One thing I did - don't know if it will work for you - started listening to Air One radio - it's all over the country. It has uplifting music, and nobody puts you down - one DJ is recovering addict, another has Asperger's -all have issues. When my mind is full of negative self-hating, self-defeating talk, I listen to it all day. Contemporary Christian music. If you are a believer, you won't feel so alone.
No motivation is another problem I have had - very bad lately. Never want to do much around house - did not until knew company coming (rare thing). I am getting better - see psychiatrist tomorrow about new meds? Do you think you may have some depression? Lack of motivation is part of it.
Do you have any interests? Did you ever? I never was good at crafts, but do them sometimes. Some people do scrapbooking, others beading. I love to sing during the day, and singing helps body and mind.
Is your home isolated? Or are there some neighbor ladies you could meet? Do you like little kids? Some of them would really like a babysitter at times.

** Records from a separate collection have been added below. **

use bot_param::{lexer::Lexer, parser::Parser, ParamStore, ParamUpdate};
use criterion::{black_box, criterion_group, criterion_main, BenchmarkId, Criterion, Throughput};

// ============================================================================
// Test Data
// ============================================================================

const TINY_CFG: &str = "value = 42;";

const SMALL_CFG: &str = r#"
name = "rover";
rate = 50;
enabled = true;
tags = [a, b, c];
"#;

const MEDIUM_CFG: &str = r#"
# Robot-wide settings
name = "rover";
rate = 50;

drivetrain {
    wheels = 4;
    wheel_radius = (double) 0.165;
    motor_ids = [0x10, 0x11, 0x12, 0x13];
    inverted = [false, true, false, true];
    left { motor_ids = [0x10, 0x12]; }
    right { motor_ids = [0x11, 0x13]; }
}

sensors {
    lidar { frame = "lidar_link"; range = [0.1, 30.0]; }
    imu { frame = "imu_link"; rate = 200; }
    cameras {
        front { frame = "cam_front"; resolution = [1280, 720]; }
        rear { frame = "cam_rear"; resolution = [640, 480]; }
    }
}
"#;

/// `count` containers, each holding a few scalars and an array.
fn generate_large_cfg(count: usize) -> String {
    let mut out = String::from("rate = 10;\n");
    for i in 0..count {
        out.push_str(&format!(
            "joint{i} {{\n    id = {i};\n    name = \"joint {i}\";\n    limits = [-1.57, 1.57];\n    gains {{ p = 1.5; i = 0.01; d = 0.2; }}\n}}\n"
        ));
    }
    out
}

// ============================================================================
// Lexer
// ============================================================================

fn bench_lexer_sizes(c: &mut Criterion) {
    let mut group = c.benchmark_group("lexer_by_size");

    for (name, source) in [("tiny", TINY_CFG), ("small", SMALL_CFG), ("medium", MEDIUM_CFG)] {
        group.throughput(Throughput::Bytes(source.len() as u64));
        group.bench_with_input(BenchmarkId::from_parameter(name), source, |b, src| {
            b.iter(|| {
                let mut lexer = Lexer::new(black_box(src));
                lexer.lex()
            })
        });
    }

    group.finish();
}

// ============================================================================
// Parser
// ============================================================================

fn bench_parser_sizes(c: &mut Criterion) {
    let mut group = c.benchmark_group("parser_by_size");

    for (name, source) in [("tiny", TINY_CFG), ("small", SMALL_CFG), ("medium", MEDIUM_CFG)] {
        group.throughput(Throughput::Bytes(source.len() as u64));
        group.bench_with_input(BenchmarkId::from_parameter(name), source, |b, src| {
            b.iter(|| {
                let mut parser = Parser::new(black_box(src));
                parser.parse_tree()
            })
        });
    }

    group.finish();
}

fn bench_parser_scaling(c: &mut Criterion) {
    let mut group = c.benchmark_group("parser_container_scaling");

    for size in [10, 100, 1000] {
        let source = generate_large_cfg(size);
        group.throughput(Throughput::Elements(size as u64));
        group.bench_with_input(BenchmarkId::from_parameter(size), &source, |b, src| {
            b.iter(|| {
                let mut parser = Parser::new(black_box(src));
                parser.parse_tree()
            })
        });
    }

    group.finish();
}

// ============================================================================
// Lookup
// ============================================================================

fn bench_lookup(c: &mut Criterion) {
    let store = ParamStore::from_str(MEDIUM_CFG).expect("benchmark config parses");
    let mut group = c.benchmark_group("lookup");

    group.bench_function("direct", |b| {
        b.iter(|| store.get_int(black_box("drivetrain.wheels")))
    });
    group.bench_function("inherited", |b| {
        b.iter(|| store.get_int(black_box("sensors.cameras.front.rate")))
    });
    group.bench_function("int_array", |b| {
        let mut out = [0i64; 4];
        b.iter(|| store.get_int_array(black_box("drivetrain.motor_ids"), &mut out))
    });
    group.bench_function("set", |b| {
        b.iter(|| store.set_double(black_box("drivetrain.wheel_radius"), 0.2))
    });

    group.finish();
}

// ============================================================================
// Snapshots
// ============================================================================

fn bench_round_trip(c: &mut Criterion) {
    let mut group = c.benchmark_group("round_trip");

    for size in [10, 100] {
        let store = ParamStore::from_str(&generate_large_cfg(size)).expect("generated config parses");
        group.bench_with_input(BenchmarkId::new("write_and_parse", size), &store, |b, store| {
            b.iter(|| ParamStore::from_str(&black_box(store).to_string()))
        });
    }

    group.finish();
}

fn bench_handle_update(c: &mut Criterion) {
    let source = generate_large_cfg(100);
    let store = ParamStore::new();
    let mut seq = 0;

    c.bench_function("handle_update_100", |b| {
        b.iter(|| {
            seq += 1;
            store.handle_update(black_box(&ParamUpdate {
                utime: 0,
                server_id: 1,
                sequence_number: seq,
                params: source.clone(),
            }))
        })
    });
}

criterion_group!(lexer_benches, bench_lexer_sizes);
criterion_group!(parser_benches, bench_parser_sizes, bench_parser_scaling);
criterion_group!(store_benches, bench_lookup, bench_round_trip, bench_handle_update);
criterion_main!(lexer_benches, parser_benches, store_benches);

If I watch TV or internet shows, I choose positive ones. Same with reading. I have exercise CD's, and use them when I'm able.
Think about things you have enjoyed, any time in your life. I always wanted to travel, but haven't much. I watch HGTV shows, and love the ones about moving overseas and finding homes. I can dream, cant I? I am a terrible home decorator. I'll bet you could do better.
Hope I have given you some hope, maybe some ideas. Interacting with people on this site is still interacting. If you visit chat rooms, you can find some people to relate to.
Apprehension is part of your fear. As you do small things that help, you will feel less fearful.
Good Luck, justusryans. Even your name gives a big hint - your whole identity may be tied up in being a wife. Try to find out more about your own strengths and unique things about yourself.
Appreciate yourself. We on this site appreciate that you are here (speaking as just another flawed human being, and child of the King.)
....I hope you can get another dog soon
__________________
“Then what is your advice to new practitioners”?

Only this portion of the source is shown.